# ABOUT THIS TASK
The entries below contain a line with "let pixel_frames: Vec<ndarray::Array2<f32>>" and a line with "match run_batch(batch_frames, config, reference_for_batch)". Retype exactly everything from the first down to the second, both included, and nothing else.

# DATA LISTING
-----

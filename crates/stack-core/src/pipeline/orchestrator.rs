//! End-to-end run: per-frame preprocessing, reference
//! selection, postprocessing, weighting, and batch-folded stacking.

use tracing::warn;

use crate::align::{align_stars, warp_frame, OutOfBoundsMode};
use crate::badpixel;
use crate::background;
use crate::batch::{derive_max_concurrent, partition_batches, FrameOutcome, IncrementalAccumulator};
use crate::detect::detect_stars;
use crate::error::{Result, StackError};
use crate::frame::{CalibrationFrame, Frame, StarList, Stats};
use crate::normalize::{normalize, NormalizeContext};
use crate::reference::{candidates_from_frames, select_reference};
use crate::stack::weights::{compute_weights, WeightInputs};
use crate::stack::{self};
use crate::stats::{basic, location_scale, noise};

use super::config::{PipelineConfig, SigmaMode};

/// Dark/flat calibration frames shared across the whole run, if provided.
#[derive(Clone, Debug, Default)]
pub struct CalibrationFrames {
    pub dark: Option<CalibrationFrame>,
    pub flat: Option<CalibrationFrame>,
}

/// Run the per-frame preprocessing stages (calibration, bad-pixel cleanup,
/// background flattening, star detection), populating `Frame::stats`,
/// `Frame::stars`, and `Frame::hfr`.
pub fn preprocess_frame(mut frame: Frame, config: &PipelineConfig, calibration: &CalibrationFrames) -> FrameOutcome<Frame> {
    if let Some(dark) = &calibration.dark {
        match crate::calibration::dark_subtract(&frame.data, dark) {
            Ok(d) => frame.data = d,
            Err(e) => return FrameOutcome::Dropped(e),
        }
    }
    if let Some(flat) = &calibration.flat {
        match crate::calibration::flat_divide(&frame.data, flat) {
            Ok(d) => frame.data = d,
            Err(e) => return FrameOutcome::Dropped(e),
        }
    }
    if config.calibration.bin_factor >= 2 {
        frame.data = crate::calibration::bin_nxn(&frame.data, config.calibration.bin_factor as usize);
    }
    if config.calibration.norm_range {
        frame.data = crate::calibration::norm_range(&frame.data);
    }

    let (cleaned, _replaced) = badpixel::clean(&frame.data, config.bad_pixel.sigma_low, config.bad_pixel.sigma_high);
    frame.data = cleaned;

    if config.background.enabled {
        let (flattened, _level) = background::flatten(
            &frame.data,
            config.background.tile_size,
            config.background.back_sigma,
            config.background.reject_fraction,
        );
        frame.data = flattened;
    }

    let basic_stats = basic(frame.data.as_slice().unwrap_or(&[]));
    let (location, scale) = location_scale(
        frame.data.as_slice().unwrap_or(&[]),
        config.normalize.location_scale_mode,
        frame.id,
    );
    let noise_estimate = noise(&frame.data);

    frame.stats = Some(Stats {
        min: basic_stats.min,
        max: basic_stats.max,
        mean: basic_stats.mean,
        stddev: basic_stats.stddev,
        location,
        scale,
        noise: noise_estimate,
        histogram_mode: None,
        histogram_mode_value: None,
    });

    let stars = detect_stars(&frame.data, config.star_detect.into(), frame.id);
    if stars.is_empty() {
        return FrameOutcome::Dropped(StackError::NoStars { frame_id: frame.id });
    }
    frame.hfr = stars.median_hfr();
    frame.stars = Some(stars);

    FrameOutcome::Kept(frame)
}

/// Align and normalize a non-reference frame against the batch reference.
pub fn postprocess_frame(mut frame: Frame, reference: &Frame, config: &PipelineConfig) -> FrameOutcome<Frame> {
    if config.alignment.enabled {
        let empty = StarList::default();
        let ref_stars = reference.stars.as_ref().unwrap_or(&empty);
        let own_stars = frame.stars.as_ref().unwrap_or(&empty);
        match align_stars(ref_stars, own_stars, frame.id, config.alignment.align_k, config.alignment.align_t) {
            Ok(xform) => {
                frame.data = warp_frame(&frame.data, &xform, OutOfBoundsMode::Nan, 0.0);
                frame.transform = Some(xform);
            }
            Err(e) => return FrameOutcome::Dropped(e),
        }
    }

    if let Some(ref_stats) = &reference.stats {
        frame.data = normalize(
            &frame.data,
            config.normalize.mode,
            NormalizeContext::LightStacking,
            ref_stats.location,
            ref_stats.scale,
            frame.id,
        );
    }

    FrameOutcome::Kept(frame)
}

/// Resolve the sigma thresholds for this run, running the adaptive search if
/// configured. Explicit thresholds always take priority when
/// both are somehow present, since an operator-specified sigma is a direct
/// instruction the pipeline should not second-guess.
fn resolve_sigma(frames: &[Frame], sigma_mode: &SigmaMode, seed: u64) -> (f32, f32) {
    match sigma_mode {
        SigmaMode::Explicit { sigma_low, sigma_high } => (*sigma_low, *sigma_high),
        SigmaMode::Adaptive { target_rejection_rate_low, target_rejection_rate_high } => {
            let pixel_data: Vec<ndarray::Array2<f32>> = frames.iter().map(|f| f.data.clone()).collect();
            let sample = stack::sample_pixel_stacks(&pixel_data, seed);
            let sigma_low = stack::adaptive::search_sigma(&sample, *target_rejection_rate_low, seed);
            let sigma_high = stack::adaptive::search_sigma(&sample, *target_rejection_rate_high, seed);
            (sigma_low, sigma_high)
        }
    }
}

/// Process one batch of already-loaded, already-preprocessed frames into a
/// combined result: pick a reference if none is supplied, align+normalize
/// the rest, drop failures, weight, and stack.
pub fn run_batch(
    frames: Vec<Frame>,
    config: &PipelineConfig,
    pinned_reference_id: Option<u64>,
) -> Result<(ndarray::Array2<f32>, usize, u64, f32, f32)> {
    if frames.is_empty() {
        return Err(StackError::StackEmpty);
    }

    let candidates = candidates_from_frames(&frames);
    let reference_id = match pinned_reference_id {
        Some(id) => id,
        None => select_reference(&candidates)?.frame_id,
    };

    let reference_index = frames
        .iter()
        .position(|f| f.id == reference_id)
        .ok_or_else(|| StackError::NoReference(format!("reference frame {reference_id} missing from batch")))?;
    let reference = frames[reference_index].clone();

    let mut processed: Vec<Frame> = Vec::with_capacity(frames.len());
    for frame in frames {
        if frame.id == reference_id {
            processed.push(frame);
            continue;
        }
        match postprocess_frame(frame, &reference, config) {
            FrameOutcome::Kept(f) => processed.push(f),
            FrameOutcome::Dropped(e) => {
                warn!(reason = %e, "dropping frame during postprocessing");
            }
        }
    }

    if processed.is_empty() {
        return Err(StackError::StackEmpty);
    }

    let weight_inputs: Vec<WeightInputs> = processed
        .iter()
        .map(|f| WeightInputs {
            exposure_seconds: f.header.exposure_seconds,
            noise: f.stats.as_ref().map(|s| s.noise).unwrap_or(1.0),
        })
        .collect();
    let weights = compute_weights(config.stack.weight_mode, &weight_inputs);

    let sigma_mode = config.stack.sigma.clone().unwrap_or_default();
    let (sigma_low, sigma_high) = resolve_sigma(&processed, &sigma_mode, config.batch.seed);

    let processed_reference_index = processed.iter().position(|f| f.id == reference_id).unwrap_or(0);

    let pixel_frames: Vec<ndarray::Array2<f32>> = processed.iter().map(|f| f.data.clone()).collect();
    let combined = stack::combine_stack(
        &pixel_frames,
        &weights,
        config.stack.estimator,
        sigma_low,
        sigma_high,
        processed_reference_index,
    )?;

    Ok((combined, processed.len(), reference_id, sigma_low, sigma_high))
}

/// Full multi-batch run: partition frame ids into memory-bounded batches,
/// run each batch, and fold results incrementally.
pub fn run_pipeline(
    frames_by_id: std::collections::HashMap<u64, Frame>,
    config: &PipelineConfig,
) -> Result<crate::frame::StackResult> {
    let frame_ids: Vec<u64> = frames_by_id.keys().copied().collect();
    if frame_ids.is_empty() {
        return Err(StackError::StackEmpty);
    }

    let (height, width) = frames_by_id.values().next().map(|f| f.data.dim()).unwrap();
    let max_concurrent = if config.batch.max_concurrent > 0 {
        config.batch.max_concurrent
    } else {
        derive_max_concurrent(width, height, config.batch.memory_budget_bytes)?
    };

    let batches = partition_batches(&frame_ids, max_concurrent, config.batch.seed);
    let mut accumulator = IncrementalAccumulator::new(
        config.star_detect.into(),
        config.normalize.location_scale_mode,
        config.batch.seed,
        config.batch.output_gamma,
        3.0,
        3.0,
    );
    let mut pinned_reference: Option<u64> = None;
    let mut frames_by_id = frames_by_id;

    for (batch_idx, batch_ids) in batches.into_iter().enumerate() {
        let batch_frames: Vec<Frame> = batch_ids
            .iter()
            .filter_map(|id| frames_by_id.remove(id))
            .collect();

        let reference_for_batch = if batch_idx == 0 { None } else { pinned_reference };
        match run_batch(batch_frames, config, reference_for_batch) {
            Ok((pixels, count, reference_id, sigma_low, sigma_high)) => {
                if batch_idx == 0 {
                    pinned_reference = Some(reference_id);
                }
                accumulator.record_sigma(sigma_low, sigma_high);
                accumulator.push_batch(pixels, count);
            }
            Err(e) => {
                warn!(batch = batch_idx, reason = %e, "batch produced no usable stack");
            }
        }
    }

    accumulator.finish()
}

-----

# ANSWER SECTION
    let pixel_frames: Vec<ndarray::Array2<f32>> = processed.iter().map(|f| f.data.clone()).collect();
    let combined = stack::combine_stack(
        &pixel_frames,
        &weights,
        config.stack.estimator,
        sigma_low,
        sigma_high,
        processed_reference_index,
    )?;

    Ok((combined, processed.len(), reference_id, sigma_low, sigma_high))
}

/// Full multi-batch run: partition frame ids into memory-bounded batches,
/// run each batch, and fold results incrementally.
pub fn run_pipeline(
    frames_by_id: std::collections::HashMap<u64, Frame>,
    config: &PipelineConfig,
) -> Result<crate::frame::StackResult> {
    let frame_ids: Vec<u64> = frames_by_id.keys().copied().collect();
    if frame_ids.is_empty() {
        return Err(StackError::StackEmpty);
    }

    let (height, width) = frames_by_id.values().next().map(|f| f.data.dim()).unwrap();
    let max_concurrent = if config.batch.max_concurrent > 0 {
        config.batch.max_concurrent
    } else {
        derive_max_concurrent(width, height, config.batch.memory_budget_bytes)?
    };

    let batches = partition_batches(&frame_ids, max_concurrent, config.batch.seed);
    let mut accumulator = IncrementalAccumulator::new(
        config.star_detect.into(),
        config.normalize.location_scale_mode,
        config.batch.seed,
        config.batch.output_gamma,
        3.0,
        3.0,
    );
    let mut pinned_reference: Option<u64> = None;
    let mut frames_by_id = frames_by_id;

    for (batch_idx, batch_ids) in batches.into_iter().enumerate() {
        let batch_frames: Vec<Frame> = batch_ids
            .iter()
            .filter_map(|id| frames_by_id.remove(id))
            .collect();

        let reference_for_batch = if batch_idx == 0 { None } else { pinned_reference };
        match run_batch(batch_frames, config, reference_for_batch) {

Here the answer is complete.